> _Exercise directions_
An exact transcription of the data below, complete and unaltered, is the expected answer.

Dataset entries
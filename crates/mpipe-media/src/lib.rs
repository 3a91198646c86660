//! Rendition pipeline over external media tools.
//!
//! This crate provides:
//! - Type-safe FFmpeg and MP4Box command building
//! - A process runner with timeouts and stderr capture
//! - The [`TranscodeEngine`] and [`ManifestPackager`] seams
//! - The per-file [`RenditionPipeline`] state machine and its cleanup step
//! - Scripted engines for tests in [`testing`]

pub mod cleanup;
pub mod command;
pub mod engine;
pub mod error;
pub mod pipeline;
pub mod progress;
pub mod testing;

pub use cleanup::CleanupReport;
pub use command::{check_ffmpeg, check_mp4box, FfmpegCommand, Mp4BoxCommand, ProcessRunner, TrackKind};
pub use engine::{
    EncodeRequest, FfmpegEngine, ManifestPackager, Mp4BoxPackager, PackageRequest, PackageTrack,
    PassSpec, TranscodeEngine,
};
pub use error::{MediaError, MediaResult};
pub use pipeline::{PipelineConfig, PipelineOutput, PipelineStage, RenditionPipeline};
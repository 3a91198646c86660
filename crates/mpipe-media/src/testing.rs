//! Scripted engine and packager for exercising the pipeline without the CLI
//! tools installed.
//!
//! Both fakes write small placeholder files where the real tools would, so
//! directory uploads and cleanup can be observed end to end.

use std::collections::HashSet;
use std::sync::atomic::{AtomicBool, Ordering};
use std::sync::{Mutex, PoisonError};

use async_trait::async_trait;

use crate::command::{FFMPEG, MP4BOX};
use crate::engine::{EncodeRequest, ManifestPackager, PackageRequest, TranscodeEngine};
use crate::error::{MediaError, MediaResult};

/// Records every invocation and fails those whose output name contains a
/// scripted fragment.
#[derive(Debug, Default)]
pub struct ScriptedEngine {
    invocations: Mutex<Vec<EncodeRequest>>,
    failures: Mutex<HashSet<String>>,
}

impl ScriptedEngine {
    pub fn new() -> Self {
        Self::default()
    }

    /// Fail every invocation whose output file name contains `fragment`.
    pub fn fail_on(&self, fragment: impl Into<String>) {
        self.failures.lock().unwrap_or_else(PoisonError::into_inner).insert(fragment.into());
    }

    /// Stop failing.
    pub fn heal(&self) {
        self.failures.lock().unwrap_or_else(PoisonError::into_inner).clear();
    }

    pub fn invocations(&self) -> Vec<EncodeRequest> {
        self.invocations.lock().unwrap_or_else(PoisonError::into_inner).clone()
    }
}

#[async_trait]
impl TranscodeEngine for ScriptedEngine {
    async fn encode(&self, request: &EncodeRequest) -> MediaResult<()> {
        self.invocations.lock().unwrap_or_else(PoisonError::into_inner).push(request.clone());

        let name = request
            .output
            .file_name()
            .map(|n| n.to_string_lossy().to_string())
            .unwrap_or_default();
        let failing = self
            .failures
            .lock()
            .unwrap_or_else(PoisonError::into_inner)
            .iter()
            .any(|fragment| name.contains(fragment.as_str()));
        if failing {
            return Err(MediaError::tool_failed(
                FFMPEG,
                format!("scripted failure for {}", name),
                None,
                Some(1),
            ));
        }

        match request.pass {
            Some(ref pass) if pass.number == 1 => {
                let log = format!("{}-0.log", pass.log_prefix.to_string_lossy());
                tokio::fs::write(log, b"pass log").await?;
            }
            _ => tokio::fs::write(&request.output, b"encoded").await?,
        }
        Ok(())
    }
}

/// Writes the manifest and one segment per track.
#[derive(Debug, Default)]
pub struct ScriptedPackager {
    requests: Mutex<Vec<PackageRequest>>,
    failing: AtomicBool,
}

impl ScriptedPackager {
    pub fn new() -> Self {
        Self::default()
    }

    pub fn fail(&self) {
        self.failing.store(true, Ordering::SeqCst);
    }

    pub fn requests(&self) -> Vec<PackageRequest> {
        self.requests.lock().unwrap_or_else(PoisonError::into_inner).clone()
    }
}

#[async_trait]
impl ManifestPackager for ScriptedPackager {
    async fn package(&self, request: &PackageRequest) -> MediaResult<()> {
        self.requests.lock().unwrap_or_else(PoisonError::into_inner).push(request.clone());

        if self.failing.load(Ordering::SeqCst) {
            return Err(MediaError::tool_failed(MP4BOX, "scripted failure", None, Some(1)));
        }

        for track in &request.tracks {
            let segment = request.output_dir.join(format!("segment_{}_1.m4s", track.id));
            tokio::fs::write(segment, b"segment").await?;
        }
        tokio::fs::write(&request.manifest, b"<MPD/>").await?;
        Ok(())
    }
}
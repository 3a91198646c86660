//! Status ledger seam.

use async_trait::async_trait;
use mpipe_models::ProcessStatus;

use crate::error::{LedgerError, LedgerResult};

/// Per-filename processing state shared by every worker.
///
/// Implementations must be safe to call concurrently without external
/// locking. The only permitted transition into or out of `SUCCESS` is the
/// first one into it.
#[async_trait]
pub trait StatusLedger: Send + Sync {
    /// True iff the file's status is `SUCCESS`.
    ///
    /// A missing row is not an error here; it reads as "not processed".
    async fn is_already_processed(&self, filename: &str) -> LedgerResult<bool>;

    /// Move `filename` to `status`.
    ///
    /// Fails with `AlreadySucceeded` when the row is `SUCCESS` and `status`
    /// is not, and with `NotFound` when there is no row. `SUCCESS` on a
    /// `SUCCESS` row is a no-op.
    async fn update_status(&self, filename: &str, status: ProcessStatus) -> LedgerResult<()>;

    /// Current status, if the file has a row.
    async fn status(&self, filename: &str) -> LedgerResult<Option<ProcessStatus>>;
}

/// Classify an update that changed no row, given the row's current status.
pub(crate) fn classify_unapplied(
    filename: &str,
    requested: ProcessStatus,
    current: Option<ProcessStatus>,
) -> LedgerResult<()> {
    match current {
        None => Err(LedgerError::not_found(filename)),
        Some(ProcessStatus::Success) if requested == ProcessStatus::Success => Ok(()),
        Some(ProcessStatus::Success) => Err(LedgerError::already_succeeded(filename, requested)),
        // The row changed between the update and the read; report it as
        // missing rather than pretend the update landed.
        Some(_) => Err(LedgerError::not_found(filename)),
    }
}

> _Exercise response_
filename crates/mpipe-media/src/lib.rs
repository 3a91198646c86660
//! Rendition pipeline over external media tools.
//!
//! This crate provides:
//! - Type-safe FFmpeg and MP4Box command building
//! - A process runner with timeouts and stderr capture
//! - The [`TranscodeEngine`] and [`ManifestPackager`] seams
//! - The per-file [`RenditionPipeline`] state machine and its cleanup step
//! - Scripted engines for tests in [`testing`]

pub mod cleanup;
pub mod command;
pub mod engine;
pub mod error;
pub mod pipeline;
pub mod progress;
pub mod testing;

pub use cleanup::CleanupReport;
pub use command::{check_ffmpeg, check_mp4box, FfmpegCommand, Mp4BoxCommand, ProcessRunner, TrackKind};
pub use engine::{
    EncodeRequest, FfmpegEngine, ManifestPackager, Mp4BoxPackager, PackageRequest, PackageTrack,
    PassSpec, TranscodeEngine,
};
pub use error::{MediaError, MediaResult};
pub use pipeline::{PipelineConfig, PipelineOutput, PipelineStage, RenditionPipeline};
repository 3a91198646c86660
filename crates/mpipe-media/src/testing.rs
//! Scripted engine and packager for exercising the pipeline without the CLI
//! tools installed.
//!
//! Both fakes write small placeholder files where the real tools would, so
//! directory uploads and cleanup can be observed end to end.

use std::collections::HashSet;
use std::sync::atomic::{AtomicBool, Ordering};
use std::sync::{Mutex, PoisonError};

use async_trait::async_trait;

use crate::command::{FFMPEG, MP4BOX};
use crate::engine::{EncodeRequest, ManifestPackager, PackageRequest, TranscodeEngine};
use crate::error::{MediaError, MediaResult};

/// Records every invocation and fails those whose output name contains a
/// scripted fragment.
#[derive(Debug, Default)]
pub struct ScriptedEngine {
    invocations: Mutex<Vec<EncodeRequest>>,
    failures: Mutex<HashSet<String>>,
}

impl ScriptedEngine {
    pub fn new() -> Self {
        Self::default()
    }

    /// Fail every invocation whose output file name contains `fragment`.
    pub fn fail_on(&self, fragment: impl Into<String>) {
        self.failures.lock().unwrap_or_else(PoisonError::into_inner).insert(fragment.into());
    }

    /// Stop failing.
    pub fn heal(&self) {
        self.failures.lock().unwrap_or_else(PoisonError::into_inner).clear();
    }

    pub fn invocations(&self) -> Vec<EncodeRequest> {
        self.invocations.lock().unwrap_or_else(PoisonError::into_inner).clone()
    }
}

#[async_trait]
impl TranscodeEngine for ScriptedEngine {
    async fn encode(&self, request: &EncodeRequest) -> MediaResult<()> {
        self.invocations.lock().unwrap_or_else(PoisonError::into_inner).push(request.clone());

        let name = request
            .output
            .file_name()
            .map(|n| n.to_string_lossy().to_string())
            .unwrap_or_default();
        let failing = self
            .failures
            .lock()
            .unwrap_or_else(PoisonError::into_inner)
            .iter()
            .any(|fragment| name.contains(fragment.as_str()));
        if failing {
            return Err(MediaError::tool_failed(
                FFMPEG,
                format!("scripted failure for {}", name),
                None,
                Some(1),
            ));
        }

        match request.pass {
            Some(ref pass) if pass.number == 1 => {
                let log = format!("{}-0.log", pass.log_prefix.to_string_lossy());
                tokio::fs::write(log, b"pass log").await?;
            }
            _ => tokio::fs::write(&request.output, b"encoded").await?,
        }
        Ok(())
    }
}

/// Writes the manifest and one segment per track.
#[derive(Debug, Default)]
pub struct ScriptedPackager {
    requests: Mutex<Vec<PackageRequest>>,
    failing: AtomicBool,
}

impl ScriptedPackager {
    pub fn new() -> Self {
        Self::default()
    }

    pub fn fail(&self) {
        self.failing.store(true, Ordering::SeqCst);
    }

    pub fn requests(&self) -> Vec<PackageRequest> {
        self.requests.lock().unwrap_or_else(PoisonError::into_inner).clone()
    }
}

#[async_trait]
impl ManifestPackager for ScriptedPackager {
    async fn package(&self, request: &PackageRequest) -> MediaResult<()> {
        self.requests.lock().unwrap_or_else(PoisonError::into_inner).push(request.clone());

        if self.failing.load(Ordering::SeqCst) {
            return Err(MediaError::tool_failed(MP4BOX, "scripted failure", None, Some(1)));
        }

        for track in &request.tracks {
            let segment = request.output_dir.join(format!("segment_{}_1.m4s", track.id));
            tokio::fs::write(segment, b"segment").await?;
        }
        tokio::fs::write(&request.manifest, b"<MPD/>").await?;
        Ok(())
    }
}
repository 3a91198646c86660
//! Status ledger seam.

use async_trait::async_trait;
use mpipe_models::ProcessStatus;

use crate::error::{LedgerError, LedgerResult};

/// Per-filename processing state shared by every worker.
///
/// Implementations must be safe to call concurrently without external
/// locking. The only permitted transition into or out of `SUCCESS` is the
/// first one into it.
#[async_trait]
pub trait StatusLedger: Send + Sync {
    /// True iff the file's status is `SUCCESS`.
    ///
    /// A missing row is not an error here; it reads as "not processed".
    async fn is_already_processed(&self, filename: &str) -> LedgerResult<bool>;

    /// Move `filename` to `status`.
    ///
    /// Fails with `AlreadySucceeded` when the row is `SUCCESS` and `status`
    /// is not, and with `NotFound` when there is no row. `SUCCESS` on a
    /// `SUCCESS` row is a no-op.
    async fn update_status(&self, filename: &str, status: ProcessStatus) -> LedgerResult<()>;

    /// Current status, if the file has a row.
    async fn status(&self, filename: &str) -> LedgerResult<Option<ProcessStatus>>;
}

/// Classify an update that changed no row, given the row's current status.
pub(crate) fn classify_unapplied(
    filename: &str,
    requested: ProcessStatus,
    current: Option<ProcessStatus>,
) -> LedgerResult<()> {
    match current {
        None => Err(LedgerError::not_found(filename)),
        Some(ProcessStatus::Success) if requested == ProcessStatus::Success => Ok(()),
        Some(ProcessStatus::Success) => Err(LedgerError::already_succeeded(filename, requested)),
        // The row changed between the update and the read; report it as
        // missing rather than pretend the update landed.
        Some(_) => Err(LedgerError::not_found(filename)),
    }
}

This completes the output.